第1章
大周七十三年,寒冬。
苏大将军府最尊贵的嫡女死了,死在阴冷肮脏的天牢里。
满门尽丧那日,苏韵婉自戕在天牢里。
临死前,她听着牢狱外的喜乐,回想起自己这一生,许下了最后一个生辰愿——
“老天若有眼,便要大周江山尽丧贺憬崇之手,我要他亡国,要他受尽折磨,要他死后百年也受世人唾骂,不得清名!”
……
大周七十三年秋夜,月上柳梢。
忠勇将军府内。
苏韵婉看到深夜前来的贺憬崇,有些意外:“明日就是你的登基大典,怎么这么晚了还过来?”

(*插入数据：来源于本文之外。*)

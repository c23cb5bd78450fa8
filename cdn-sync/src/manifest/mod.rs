//! Upload manifest types.
//!
//! The manifest records every key the uploader has stored with its size and
//! digest, allowing the next run to diff against it and only upload changed
//! files. It is serialized as a single JSON object (`.upload-manifest.json`)
//! whose values are either a legacy bare digest string or a structured entry.

pub mod store;
pub mod writer;

use crate::fs::FileRecord;
use chrono::{DateTime, TimeZone, Utc};
use serde::{Deserialize, Deserializer, Serialize};
use serde_json::Value;
use std::collections::{BTreeMap, BTreeSet};
use tracing::warn;

pub use store::{LoadStatus, LoadedManifest, ManifestStore, ManifestVersion};
pub use writer::{ManifestWriter, SaveOutcome};

/// Metadata for a single key in the manifest.
#[derive(Debug, Clone, Default, PartialEq, Eq, Serialize, Deserialize)]
#[serde(rename_all = "camelCase")]
pub struct ManifestEntry {
    #[serde(default, skip_serializing_if = "Option::is_none")]
    pub size: Option<u64>,

    #[serde(default, alias = "hash", skip_serializing_if = "Option::is_none")]
    pub digest: Option<String>,

    #[serde(default, deserialize_with = "lenient_time", skip_serializing_if = "Option::is_none")]
    pub mtime: Option<DateTime<Utc>>,

    #[serde(
        default,
        alias = "uploadTime",
        deserialize_with = "lenient_time",
        skip_serializing_if = "Option::is_none"
    )]
    pub uploaded_at: Option<DateTime<Utc>>,

    /// Source key when this object is a server-side alias copy
    #[serde(default, skip_serializing_if = "Option::is_none")]
    pub mapped_from: Option<String>,

    /// Read from a bare digest string
    #[serde(skip)]
    pub legacy: bool,
}

impl ManifestEntry {
    /// Entry from the legacy `{key: "digest"}` shape.
    pub fn legacy(digest: String) -> Self {
        Self {
            digest: Some(digest),
            legacy: true,
            ..Default::default()
        }
    }
}

/// Timestamps were written as RFC 3339 strings by some tools and as epoch
/// numbers by others; anything else is treated as absent.
fn lenient_time<'de, D>(deserializer: D) -> Result<Option<DateTime<Utc>>, D::Error>
where
    D: Deserializer<'de>,
{
    let value = Option::<Value>::deserialize(deserializer)?;
    Ok(value.and_then(|v| match v {
        Value::String(s) => DateTime::parse_from_rfc3339(&s)
            .ok()
            .map(|t| t.with_timezone(&Utc)),
        Value::Number(n) => n.as_i64().and_then(|n| {
            // values past ~1973 in milliseconds exceed any plausible seconds value
            if n.abs() >= 100_000_000_000 {
                Utc.timestamp_millis_opt(n).single()
            } else {
                Utc.timestamp_opt(n, 0).single()
            }
        }),
        _ => None,
    }))
}

fn parse_entry(value: Value) -> Option<ManifestEntry> {
    match value {
        Value::String(digest) => Some(ManifestEntry::legacy(digest)),
        Value::Object(_) => serde_json::from_value(value).ok(),
        _ => None,
    }
}

/// Key → entry mapping plus the set of keys changed since it was loaded.
#[derive(Debug, Clone, Default)]
pub struct Manifest {
    entries: BTreeMap<String, ManifestEntry>,
    touched: BTreeSet<String>,
}

/// Aggregate view used by the `manifest` command.
#[derive(Debug, Clone, Default, PartialEq, Eq)]
pub struct ManifestStats {
    pub entries: usize,
    pub legacy: usize,
    pub structured: usize,
    pub aliases: usize,
    pub recorded_bytes: u64,
    pub last_upload: Option<DateTime<Utc>>,
}

impl Manifest {
    pub fn new() -> Self {
        Self::default()
    }

    /// Parse a manifest document.
    ///
    /// Fails only if the document is not a JSON object. Entries of an
    /// unrecognised shape are dropped with a warning; the second value is the
    /// number dropped.
    pub fn from_json(data: &[u8]) -> Result<(Self, usize), serde_json::Error> {
        let raw: BTreeMap<String, Value> = serde_json::from_slice(data)?;
        let mut manifest = Self::new();
        let mut dropped = 0;

        for (key, value) in raw {
            match parse_entry(value) {
                Some(entry) => {
                    manifest.entries.insert(key, entry);
                }
                None => {
                    warn!("Ignoring unrecognised manifest entry for {}", key);
                    dropped += 1;
                }
            }
        }

        Ok((manifest, dropped))
    }

    /// Pretty-printed JSON document. Legacy entries keep their bare-digest shape.
    pub fn to_json(&self) -> Result<Vec<u8>, serde_json::Error> {
        let mut doc = serde_json::Map::with_capacity(self.entries.len());
        for (key, entry) in &self.entries {
            let value = match (&entry.digest, entry.legacy) {
                (Some(digest), true) => Value::String(digest.clone()),
                _ => serde_json::to_value(entry)?,
            };
            doc.insert(key.clone(), value);
        }
        serde_json::to_vec_pretty(&Value::Object(doc))
    }

    pub fn get(&self, key: &str) -> Option<&ManifestEntry> {
        self.entries.get(key)
    }

    pub fn contains(&self, key: &str) -> bool {
        self.entries.contains_key(key)
    }

    pub fn len(&self) -> usize {
        self.entries.len()
    }

    pub fn is_empty(&self) -> bool {
        self.entries.is_empty()
    }

    pub fn iter(&self) -> impl Iterator<Item = (&String, &ManifestEntry)> {
        self.entries.iter()
    }

    /// Insert or replace an entry, marking it as written by this run.
    pub fn insert(&mut self, key: String, entry: ManifestEntry) {
        self.touched.insert(key.clone());
        self.entries.insert(key, entry);
    }

    /// Record a successful upload of `record`.
    pub fn record_upload(
        &mut self,
        record: &FileRecord,
        size: u64,
        digest: String,
        uploaded_at: DateTime<Utc>,
    ) {
        self.insert(
            record.key.clone(),
            ManifestEntry {
                size: Some(size),
                digest: Some(digest),
                mtime: record.modified_at,
                uploaded_at: Some(uploaded_at),
                mapped_from: None,
                legacy: false,
            },
        );
    }

    /// Whether this run has changed anything since the manifest was loaded.
    pub fn has_changes(&self) -> bool {
        !self.touched.is_empty()
    }

    /// Replace the base with a freshly loaded copy while keeping every entry
    /// this run wrote. Used after a concurrent writer changed the document.
    pub fn rebase_onto(&mut self, mut remote: Manifest) {
        for key in &self.touched {
            if let Some(entry) = self.entries.get(key) {
                remote.entries.insert(key.clone(), entry.clone());
            }
        }
        self.entries = remote.entries;
    }

    pub fn stats(&self) -> ManifestStats {
        let mut stats = ManifestStats {
            entries: self.entries.len(),
            ..Default::default()
        };

        for entry in self.entries.values() {
            if entry.legacy {
                stats.legacy += 1;
            } else {
                stats.structured += 1;
            }
            if entry.mapped_from.is_some() {
                stats.aliases += 1;
            }
            stats.recorded_bytes += entry.size.unwrap_or(0);
            if entry.uploaded_at > stats.last_upload {
                stats.last_upload = entry.uploaded_at;
            }
        }

        stats
    }
}

#[cfg(test)]
mod tests {
    use super::*;
    use std::path::PathBuf;

    #[test]
    fn test_accepts_legacy_and_structured_entries() {
        let doc = br#"{
            "assets/old.css": "9e107d9d372bb6826bd81d3542a419d6",
            "assets/a.css": {"size": 120, "digest": "d1", "uploadedAt": "2024-05-01T10:00:00Z"},
            "assets/b.js": {"hash": "d2", "size": 340, "mtime": "2024-04-30T09:00:00.000Z", "uploadTime": "2024-05-01T10:00:00.000Z"}
        }"#;

        let (manifest, dropped) = Manifest::from_json(doc).unwrap();
        assert_eq!(dropped, 0);
        assert_eq!(manifest.len(), 3);

        let old = manifest.get("assets/old.css").unwrap();
        assert!(old.legacy);
        assert_eq!(old.size, None);
        assert_eq!(old.digest.as_deref(), Some("9e107d9d372bb6826bd81d3542a419d6"));

        let a = manifest.get("assets/a.css").unwrap();
        assert_eq!(a.size, Some(120));
        assert_eq!(a.digest.as_deref(), Some("d1"));
        assert!(a.uploaded_at.is_some());

        let b = manifest.get("assets/b.js").unwrap();
        assert_eq!(b.digest.as_deref(), Some("d2"));
        assert!(b.mtime.is_some());
        assert!(b.uploaded_at.is_some());
    }

    #[test]
    fn test_numeric_and_garbage_timestamps() {
        let doc = br#"{
            "a": {"size": 1, "mtime": 1714557600},
            "b": {"size": 2, "mtime": 1714557600000},
            "c": {"size": 3, "mtime": "yesterday"}
        }"#;
        let (manifest, _) = Manifest::from_json(doc).unwrap();
        let a = manifest.get("a").unwrap().mtime.unwrap();
        let b = manifest.get("b").unwrap().mtime.unwrap();
        assert_eq!(a, b);
        assert_eq!(manifest.get("c").unwrap().mtime, None);
    }

    #[test]
    fn test_unrecognised_entries_are_dropped() {
        let doc = br#"{"a": 42, "b": null, "c": {"size": "big"}, "d": {"size": 7}}"#;
        let (manifest, dropped) = Manifest::from_json(doc).unwrap();
        assert_eq!(dropped, 3);
        assert_eq!(manifest.len(), 1);
        assert!(manifest.contains("d"));
    }

    #[test]
    fn test_non_object_document_is_an_error() {
        assert!(Manifest::from_json(b"[1, 2, 3]").is_err());
        assert!(Manifest::from_json(b"not json").is_err());
    }

    #[test]
    fn test_serialized_shape() {
        let mut manifest = Manifest::new();
        let record = FileRecord {
            key: "assets/b.js".to_string(),
            path: PathBuf::from("/dist/assets/b.js"),
            size: 340,
            modified_at: None,
            digest: None,
        };
        let at = Utc.with_ymd_and_hms(2024, 5, 1, 10, 0, 0).unwrap();
        manifest.record_upload(&record, 340, "d2".to_string(), at);

        let value: Value = serde_json::from_slice(&manifest.to_json().unwrap()).unwrap();
        assert_eq!(
            value,
            serde_json::json!({
                "assets/b.js": {"size": 340, "digest": "d2", "uploadedAt": "2024-05-01T10:00:00Z"}
            })
        );
        assert!(manifest.has_changes());
    }

    #[test]
    fn test_legacy_entries_keep_their_shape() {
        let (mut manifest, _) = Manifest::from_json(br#"{"assets/old.css": "abc"}"#).unwrap();
        manifest.insert(
            "assets/new.css".to_string(),
            ManifestEntry {
                size: Some(3),
                digest: Some("def".to_string()),
                ..Default::default()
            },
        );

        let value: Value = serde_json::from_slice(&manifest.to_json().unwrap()).unwrap();
        assert_eq!(
            value,
            serde_json::json!({
                "assets/new.css": {"size": 3, "digest": "def"},
                "assets/old.css": "abc"
            })
        );
    }

    #[test]
    fn test_rebase_keeps_touched_entries() {
        let (mut ours, _) = Manifest::from_json(br#"{"a.css": {"size": 1, "digest": "x"}}"#).unwrap();
        ours.insert(
            "b.js".to_string(),
            ManifestEntry {
                size: Some(2),
                digest: Some("y".to_string()),
                ..Default::default()
            },
        );

        let (theirs, _) = Manifest::from_json(
            br#"{"a.css": {"size": 9, "digest": "z"}, "c.png": {"size": 3, "digest": "w"}}"#,
        )
        .unwrap();

        ours.rebase_onto(theirs);
        assert_eq!(ours.len(), 3);
        assert_eq!(ours.get("a.css").unwrap().size, Some(9));
        assert_eq!(ours.get("b.js").unwrap().digest.as_deref(), Some("y"));
        assert!(ours.contains("c.png"));
    }

    #[test]
    fn test_stats() {
        let doc = br#"{
            "old.css": "abc",
            "a.css": {"size": 100, "digest": "d1", "uploadedAt": "2024-05-01T10:00:00Z"},
            "assets/x.png": {"size": 50, "digest": "d3", "uploadedAt": "2024-06-01T10:00:00Z", "mappedFrom": "_astro/x.png"}
        }"#;
        let (manifest, _) = Manifest::from_json(doc).unwrap();
        let stats = manifest.stats();
        assert_eq!(stats.entries, 3);
        assert_eq!(stats.legacy, 1);
        assert_eq!(stats.structured, 2);
        assert_eq!(stats.aliases, 1);
        assert_eq!(stats.recorded_bytes, 150);
        assert_eq!(
            stats.last_upload,
            Some(Utc.with_ymd_and_hms(2024, 6, 1, 10, 0, 0).unwrap())
        );
    }
}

贺憬崇噙着笑拿出一方印鉴:“自然是来给你送凤印和凤冠。”
男人骨节分明,捏着鎏金的凤印,更衬得手指修长。
苏韵婉没有接,当初选择辅佐贺憬崇时,父兄还曾反对过,她这颗心便一直提着。
直到如今,贺憬崇用行动印证,自己没有选错!
苏韵婉抬头望进贺憬崇深情的眼里,声音微微哽涩:“阿憬崇……”
贺憬崇抬手拥住她:“韵婉,明日过后你就是大周的皇后,我贺憬崇唯一的妻。”
“我贺憬崇绝不纳任何嫔妃,只你一人,你的母家忠勇将军府,亦会世代荣华。”
情话脉脉,苏韵婉依偎在贺憬崇怀里,悸动的心跳如擂。
直至月上中天,礼仪太监催促,贺憬崇才依依不舍的离开。
翌日,登基大典。
满朝文武朝着那个至高无上的皇位跪下,山呼:“陛下万岁!”
苏韵婉也褪去了戎装,换上大红凤袍,憧憬的等待贺憬崇颁下封后的圣旨。
只见贺憬崇身边的大太监上前一步:“忠勇公幺女苏韵婉,端赖柔嘉,甚得朕心,封为德妃。”
德妃?
期盼与喜悦骤然褪去,苏韵婉难以置信抬头望去。
高台之上,男人眉目锋利,挺鼻薄唇,只是神情漠然,与昨夜温柔的模样判若两人!
耳边,太监的声音未曾停下:“陛下体谅忠勇将军年迈,特收回兵权,准其颐养天年,忠勇公长子苏晏清即刻率军戍边,不得延误。”
文武群臣,一片哗然!
众人皆知,新帝登上皇位,全依仗忠勇将军府辅佐。
未料他登基第一天,就夺了忠勇将军府的兵权。
苏韵婉僵在原地,浑身的血液都凝固住。
接连两道旨意犹如两记耳光重重的扇在忠勇将军府脸上,连着她身上的皇后制服都是耻辱!
“德妃,忠勇公还不接旨?”贺憬崇冷冽的声音在头顶响起。
苏韵婉回头看向站在武臣之首的父兄,他们脸上没有丝毫意外,似是早就料到会有今天。
唯有她被贺憬崇的温情蒙蔽双眼,没看清他的真实面目。
恍惚间,苏韵婉想起了五年前。
那时她受户部尚书宁家的邀请,到湖心画舫赴宴。未料中途发生变故,她落入水中。
事发冬日,湖水冰凉。满船世家,竟无一伸以援手。
最后,是贺憬崇跳入湖中救了她。
彼时,他脸上满是诚恳:“苏家为国戍边,忠心耿耿,救你是我该做的。倘若连保卫百姓的将士我都不能伸以援手,岂不是枉为皇子。”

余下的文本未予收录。